**Material for the task**
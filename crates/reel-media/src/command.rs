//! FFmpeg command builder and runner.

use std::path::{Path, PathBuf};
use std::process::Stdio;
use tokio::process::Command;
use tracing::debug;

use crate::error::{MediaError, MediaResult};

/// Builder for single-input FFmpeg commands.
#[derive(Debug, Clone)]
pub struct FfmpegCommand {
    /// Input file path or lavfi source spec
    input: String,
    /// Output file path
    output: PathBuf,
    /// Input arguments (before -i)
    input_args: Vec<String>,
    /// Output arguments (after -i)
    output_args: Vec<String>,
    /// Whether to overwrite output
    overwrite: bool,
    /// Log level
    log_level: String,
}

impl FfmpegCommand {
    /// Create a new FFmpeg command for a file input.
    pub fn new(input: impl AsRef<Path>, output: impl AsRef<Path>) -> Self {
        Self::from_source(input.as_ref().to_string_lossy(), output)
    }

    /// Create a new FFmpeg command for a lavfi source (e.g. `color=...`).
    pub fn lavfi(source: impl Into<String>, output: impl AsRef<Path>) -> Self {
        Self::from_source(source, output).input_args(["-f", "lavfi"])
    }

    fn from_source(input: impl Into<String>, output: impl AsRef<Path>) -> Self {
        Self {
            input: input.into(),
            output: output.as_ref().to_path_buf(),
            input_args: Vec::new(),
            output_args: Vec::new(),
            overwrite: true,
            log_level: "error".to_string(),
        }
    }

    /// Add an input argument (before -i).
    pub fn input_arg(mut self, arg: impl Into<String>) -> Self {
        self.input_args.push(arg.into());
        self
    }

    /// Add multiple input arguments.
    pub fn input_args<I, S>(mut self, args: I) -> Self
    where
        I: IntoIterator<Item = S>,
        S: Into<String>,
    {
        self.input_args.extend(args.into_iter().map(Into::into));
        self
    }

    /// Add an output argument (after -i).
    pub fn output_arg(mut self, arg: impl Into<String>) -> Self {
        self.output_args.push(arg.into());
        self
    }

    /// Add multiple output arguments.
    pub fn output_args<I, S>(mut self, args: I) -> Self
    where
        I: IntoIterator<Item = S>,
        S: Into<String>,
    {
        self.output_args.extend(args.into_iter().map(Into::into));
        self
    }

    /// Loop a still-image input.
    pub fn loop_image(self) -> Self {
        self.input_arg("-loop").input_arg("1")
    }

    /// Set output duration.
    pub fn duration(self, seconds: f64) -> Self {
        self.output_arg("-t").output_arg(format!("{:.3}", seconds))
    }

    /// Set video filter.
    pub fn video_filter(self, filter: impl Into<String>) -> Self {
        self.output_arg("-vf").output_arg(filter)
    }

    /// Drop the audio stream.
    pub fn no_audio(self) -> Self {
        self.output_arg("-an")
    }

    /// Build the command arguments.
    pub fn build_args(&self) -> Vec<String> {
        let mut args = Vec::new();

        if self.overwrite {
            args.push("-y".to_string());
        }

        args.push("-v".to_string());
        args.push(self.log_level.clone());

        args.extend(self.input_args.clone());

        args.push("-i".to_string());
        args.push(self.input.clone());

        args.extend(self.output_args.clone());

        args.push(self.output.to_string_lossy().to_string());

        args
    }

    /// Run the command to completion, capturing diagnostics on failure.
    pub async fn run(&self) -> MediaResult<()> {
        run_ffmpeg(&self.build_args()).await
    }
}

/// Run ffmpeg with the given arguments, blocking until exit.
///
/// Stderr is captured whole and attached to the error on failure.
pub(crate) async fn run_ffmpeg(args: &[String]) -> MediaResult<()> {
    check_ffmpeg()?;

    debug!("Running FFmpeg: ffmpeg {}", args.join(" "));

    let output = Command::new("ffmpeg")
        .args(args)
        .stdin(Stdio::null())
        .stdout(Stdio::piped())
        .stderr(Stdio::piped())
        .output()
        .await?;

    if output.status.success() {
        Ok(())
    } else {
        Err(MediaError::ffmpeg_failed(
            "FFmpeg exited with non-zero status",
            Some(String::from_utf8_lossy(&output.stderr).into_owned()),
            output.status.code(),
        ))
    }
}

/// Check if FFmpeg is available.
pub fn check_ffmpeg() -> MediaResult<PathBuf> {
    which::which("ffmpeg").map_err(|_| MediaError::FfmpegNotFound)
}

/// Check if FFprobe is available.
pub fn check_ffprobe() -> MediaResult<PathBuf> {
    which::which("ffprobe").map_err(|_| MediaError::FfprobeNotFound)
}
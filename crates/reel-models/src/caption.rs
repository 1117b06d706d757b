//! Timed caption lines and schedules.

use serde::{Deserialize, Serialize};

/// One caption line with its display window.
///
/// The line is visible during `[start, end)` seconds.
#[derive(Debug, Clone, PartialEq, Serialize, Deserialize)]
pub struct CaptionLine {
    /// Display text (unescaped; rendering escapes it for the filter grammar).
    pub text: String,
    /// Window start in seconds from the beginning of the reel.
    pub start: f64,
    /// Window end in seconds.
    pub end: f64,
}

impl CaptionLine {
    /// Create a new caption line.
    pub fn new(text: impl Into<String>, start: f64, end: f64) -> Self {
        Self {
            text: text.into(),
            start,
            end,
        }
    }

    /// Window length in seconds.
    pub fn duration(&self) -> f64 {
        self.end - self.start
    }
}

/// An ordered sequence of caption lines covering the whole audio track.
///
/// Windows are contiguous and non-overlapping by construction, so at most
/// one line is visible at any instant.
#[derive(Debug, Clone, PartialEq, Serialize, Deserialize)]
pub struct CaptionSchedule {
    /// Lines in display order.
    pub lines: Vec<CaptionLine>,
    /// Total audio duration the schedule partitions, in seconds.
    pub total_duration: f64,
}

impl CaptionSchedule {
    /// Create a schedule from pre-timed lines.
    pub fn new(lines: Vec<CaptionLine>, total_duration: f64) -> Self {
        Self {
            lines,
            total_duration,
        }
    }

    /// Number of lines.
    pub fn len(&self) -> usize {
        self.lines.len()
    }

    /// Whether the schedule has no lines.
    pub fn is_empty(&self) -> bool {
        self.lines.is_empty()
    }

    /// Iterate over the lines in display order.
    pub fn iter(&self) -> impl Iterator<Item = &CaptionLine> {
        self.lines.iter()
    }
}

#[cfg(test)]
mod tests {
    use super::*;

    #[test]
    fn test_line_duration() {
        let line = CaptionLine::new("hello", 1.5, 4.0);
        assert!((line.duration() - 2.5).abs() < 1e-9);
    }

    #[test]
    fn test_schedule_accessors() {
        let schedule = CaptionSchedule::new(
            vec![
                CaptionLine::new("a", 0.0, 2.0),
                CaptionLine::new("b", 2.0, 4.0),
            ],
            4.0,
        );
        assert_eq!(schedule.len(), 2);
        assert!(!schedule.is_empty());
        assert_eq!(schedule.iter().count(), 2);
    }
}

**Work request**
Scan the material for the word "lavfi". Return every line where it is found.

**Task response**
    /// Input file path or lavfi source spec
    /// Create a new FFmpeg command for a lavfi source (e.g. `color=...`).
    pub fn lavfi(source: impl Into<String>, output: impl AsRef<Path>) -> Self {
        Self::from_source(source, output).input_args(["-f", "lavfi"])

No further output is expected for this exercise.